Раз в неделю желающие могли написать заявление: для этого их вызывали в коридор, где на столе у надзирателя были чернила, ручка с пером и один тетрадный листок бумаги. Написал два заявления и я – в НКВД и Наркомат обороны, но никакого ответа, конечно, не получил.
По численности заселения наша камера была перегружена в три-четыре раза. Днем, когда часть народа находилась на допросах, остальные сидели на лавках около стола, некоторые совершали трех-четырехшаговые прогулки по свободной части камеры от стола до параши. Можно было и лежать, но после отбоя, когда каждый занимал свое место, положение становилось нестерпимым. Лежать приходилось на боку, да и то вытянувшись в струнку, повернуться на другой бок – нельзя: сосед будет дышать тебе прямо в лицо, ты ему тоже, а воздуха и так еле-еле хватало. Поворачиваться на другой бок можно было только организованно, всем рядом, человек по двадцать, а уж лечь на спину и вовсе было невозможно: ляжешь на соседа, и ему это не понравится, дело доходило до драк. Поэтому многие старались днем немного покемарить, а часть ночи просидеть на скамейке около стола.
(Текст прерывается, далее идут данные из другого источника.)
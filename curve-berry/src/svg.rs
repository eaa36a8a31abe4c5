//! 修剪结果的 SVG 可视化.
//!
//! 两条物理曲线都以逐段 `<line>` 绘制. 两端点都在保留范围内的线段用
//! [`color::KEPT_MRI`] / [`color::KEPT_HIST`], 其余用 [`color::TRIMMED`].

use std::fs::File;
use std::io::{self, BufWriter, Write};
use std::ops::RangeInclusive;
use std::path::Path;

use crate::consts::color;
use crate::trim::TrimBounds;
use crate::{Idx2dF, Result};

/// 视口四周留白 (毫米).
const MARGIN: f64 = 1.0;

/// 修剪结果图.
#[derive(Debug, Clone)]
pub struct TrimPlot<'a> {
    /// 画布宽度, 即 MRI 切片的列数.
    width: usize,
    /// 画布高度, 即 MRI 切片的行数.
    height: usize,
    mri: &'a [Idx2dF],
    hist: &'a [Idx2dF],
    bounds: TrimBounds,
}

impl<'a> TrimPlot<'a> {
    /// `shape` 为 MRI 切片的形状 `(行, 列)`, 两条曲线均为物理坐标.
    pub fn new(
        shape: (usize, usize),
        mri: &'a [Idx2dF],
        hist: &'a [Idx2dF],
        bounds: TrimBounds,
    ) -> Self {
        let (height, width) = shape;
        Self {
            width,
            height,
            mri,
            hist,
            bounds,
        }
    }

    /// 两条曲线的包围盒 `(min_x, min_y, width, height)`, 含留白.
    /// 没有任何点时退化为画布大小.
    fn view_box(&self) -> (f64, f64, f64, f64) {
        let pts = self.mri.iter().chain(self.hist.iter());
        let (mut x0, mut y0) = (f64::INFINITY, f64::INFINITY);
        let (mut x1, mut y1) = (f64::NEG_INFINITY, f64::NEG_INFINITY);
        for &(x, y) in pts {
            x0 = x0.min(x);
            y0 = y0.min(y);
            x1 = x1.max(x);
            y1 = y1.max(y);
        }
        if x0 > x1 {
            return (0.0, 0.0, self.width as f64, self.height as f64);
        }
        (
            x0 - MARGIN,
            y0 - MARGIN,
            x1 - x0 + 2.0 * MARGIN,
            y1 - y0 + 2.0 * MARGIN,
        )
    }

    /// 逐段写出一条曲线.
    fn write_curve<W: Write>(
        w: &mut W,
        curve: &[Idx2dF],
        kept: RangeInclusive<usize>,
        kept_color: &str,
    ) -> io::Result<()> {
        for (i, seg) in curve.windows(2).enumerate() {
            let ((x1, y1), (x2, y2)) = (seg[0], seg[1]);
            let stroke = if TrimBounds::segment_kept(&kept, i) {
                kept_color
            } else {
                color::TRIMMED
            };
            writeln!(
                w,
                r#"  <line x1="{x1:.3}" y1="{y1:.3}" x2="{x2:.3}" y2="{y2:.3}" stroke="{stroke}" />"#
            )?;
        }
        Ok(())
    }

    /// 写出完整的 SVG 文档.
    pub fn write_to<W: Write>(&self, mut w: W) -> io::Result<()> {
        let (vx, vy, vw, vh) = self.view_box();
        writeln!(w, r#"<?xml version="1.0" encoding="UTF-8"?>"#)?;
        writeln!(
            w,
            r#"<svg xmlns="http://www.w3.org/2000/svg" version="1.1" width="{}" height="{}" viewBox="{vx:.3} {vy:.3} {vw:.3} {vh:.3}">"#,
            self.width, self.height
        )?;
        writeln!(
            w,
            r#"<g fill="none" stroke-width="1" stroke-linecap="round" vector-effect="non-scaling-stroke">"#
        )?;
        Self::write_curve(&mut w, self.mri, self.bounds.mri_range(), color::KEPT_MRI)?;
        Self::write_curve(&mut w, self.hist, self.bounds.hist_range(), color::KEPT_HIST)?;
        writeln!(w, "</g>")?;
        writeln!(w, "</svg>")?;
        w.flush()
    }

    /// 保存到 `path`.
    pub fn save<P: AsRef<Path>>(&self, path: P) -> Result<()> {
        let path = path.as_ref();
        self.write_to(BufWriter::new(File::create(path)?))?;
        log::debug!("trim plot saved to {}", path.display());
        Ok(())
    }
}
use std::fmt;
use std::path::Path;

use ndarray::{Array2, ArrayD, ArrayView2, Axis, Ix2};
use nifti::{IntoNdArray, NiftiObject, ReaderOptions};

use crate::{Error, Idx2d, Result};

mod affine;

pub use affine::Affine2d;

/// 图像来源.
#[derive(Copy, Clone, Debug, Eq, PartialEq)]
pub enum Modality {
    /// MRI 切片 (标签图或强度图).
    Mri,

    /// 组织学切片.
    Histology,
}

impl fmt::Display for Modality {
    fn fmt(&self, f: &mut fmt::Formatter<'_>) -> fmt::Result {
        match self {
            Self::Mri => f.write_str("MRI"),
            Self::Histology => f.write_str("histology"),
        }
    }
}

/// 二维切片, 包括像素数据和 "像素索引 → 毫米" 的仿射变换.
///
/// 数据按 nii 文件自身的轴序存储: 第一维是 nifti 的 `i` 轴, 第二维是 `j` 轴.
/// 因此从中提取的轮廓点 `(行, 列)` 可以直接送入仿射变换.
#[derive(Debug, Clone)]
pub struct Volume {
    data: Array2<f32>,
    affine: Affine2d,
}

impl Volume {
    /// 打开 nii 文件格式的切片. `path` 为 nii 文件的本地路径.
    ///
    /// 所有长度为 1 的维度都会被移除. 若剩下的不是恰好两个维度,
    /// 返回 `Err(Error::NotPlanar)`; 文件本身无法解析时返回 `Err(Error::Nifti)`.
    pub fn open<P: AsRef<Path>>(path: P) -> Result<Self> {
        let obj = ReaderOptions::new().read_file(path.as_ref())?;
        let affine = Affine2d::from_header(obj.header());

        // [i, j, 1, ...]. 缩放 (scl_slope/scl_inter) 由读取器完成.
        let data = obj.into_volume().into_ndarray::<f32>()?;
        let data = squeeze(data)?;
        log::debug!(
            "loaded {:?}: shape {:?}, affine {:?}",
            path.as_ref(),
            data.dim(),
            affine
        );

        Ok(Self { data, affine })
    }

    /// 根据已有的二维数组和仿射变换直接创建切片.
    #[inline]
    pub fn from_parts(data: Array2<f32>, affine: Affine2d) -> Self {
        Self { data, affine }
    }

    /// 获得数据的一份不可变 shallow copy.
    #[inline]
    pub fn data(&self) -> ArrayView2<'_, f32> {
        self.data.view()
    }

    /// 像素索引到物理坐标的仿射变换.
    #[inline]
    pub fn affine(&self) -> &Affine2d {
        &self.affine
    }

    /// 图像的形状 (行, 列).
    #[inline]
    pub fn shape(&self) -> Idx2d {
        self.data.dim()
    }
}

/// 移除所有长度为 1 的维度, 要求剩下恰好两个维度.
fn squeeze(data: ArrayD<f32>) -> Result<Array2<f32>> {
    let shape = data.shape().to_vec();
    if shape.iter().filter(|&&n| n != 1).count() != 2 {
        return Err(Error::NotPlanar(shape));
    }
    // 从后往前删, 保证剩余轴的编号不变.
    let data = (0..shape.len())
        .rev()
        .filter(|&axis| shape[axis] == 1)
        .fold(data, |acc, axis| acc.index_axis_move(Axis(axis), 0));
    data.into_dimensionality::<Ix2>()
        .map_err(|_| Error::NotPlanar(shape))
}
Практиковал такое и я. И вот однажды, в душную безветренную (собственно говоря, даже самый сильный ветер через козырьки на окнах к нам никогда не проходил) ночь, когда воздух в нашей камере был настолько пропитан испарениями и желудочными выделениями, что даже противоположная стена камеры была едва видна, я, выбравшись из своей норы, сидел у стола на лавке, опустив в полудремоте голову на руки. Часа в два ночи с грохотом открылась дверь, послышалось обычное «заходите», и в камеру вошел высокий старик – священник, в зеленом подряснике подпоясанном веревочкой, в камилавке на голове, с посошком в руке и небольшой сумкой в другой руке. Окладистая белая борода его спускалась почти до пояса, а на плечи падала из-под камилавки густая грива совершенно седых волос. Старик был, по-видимому, в последней стадии усталости. Когда он уселся на лавку, то голова его упала на стол и сам он чуть не сполз на пол. Жаль мне стало старика, тронул его за плечо и предложил лечь на мое свободное место. «Спаси тебя Христос, сынок», – с благодарностью произнес старик и просунулся в узкую щель, которая осталась от моего места. Соседи мои – Раевский и Перевалов – сразу почувствовали разницу наших со стариком комплекций, спросонок начали ворчать, но, разобравшись в чем дело, нажали на своих соседей. Старик кое-как поместился и мгновенно уснул. Я так и просидел до утра у стола.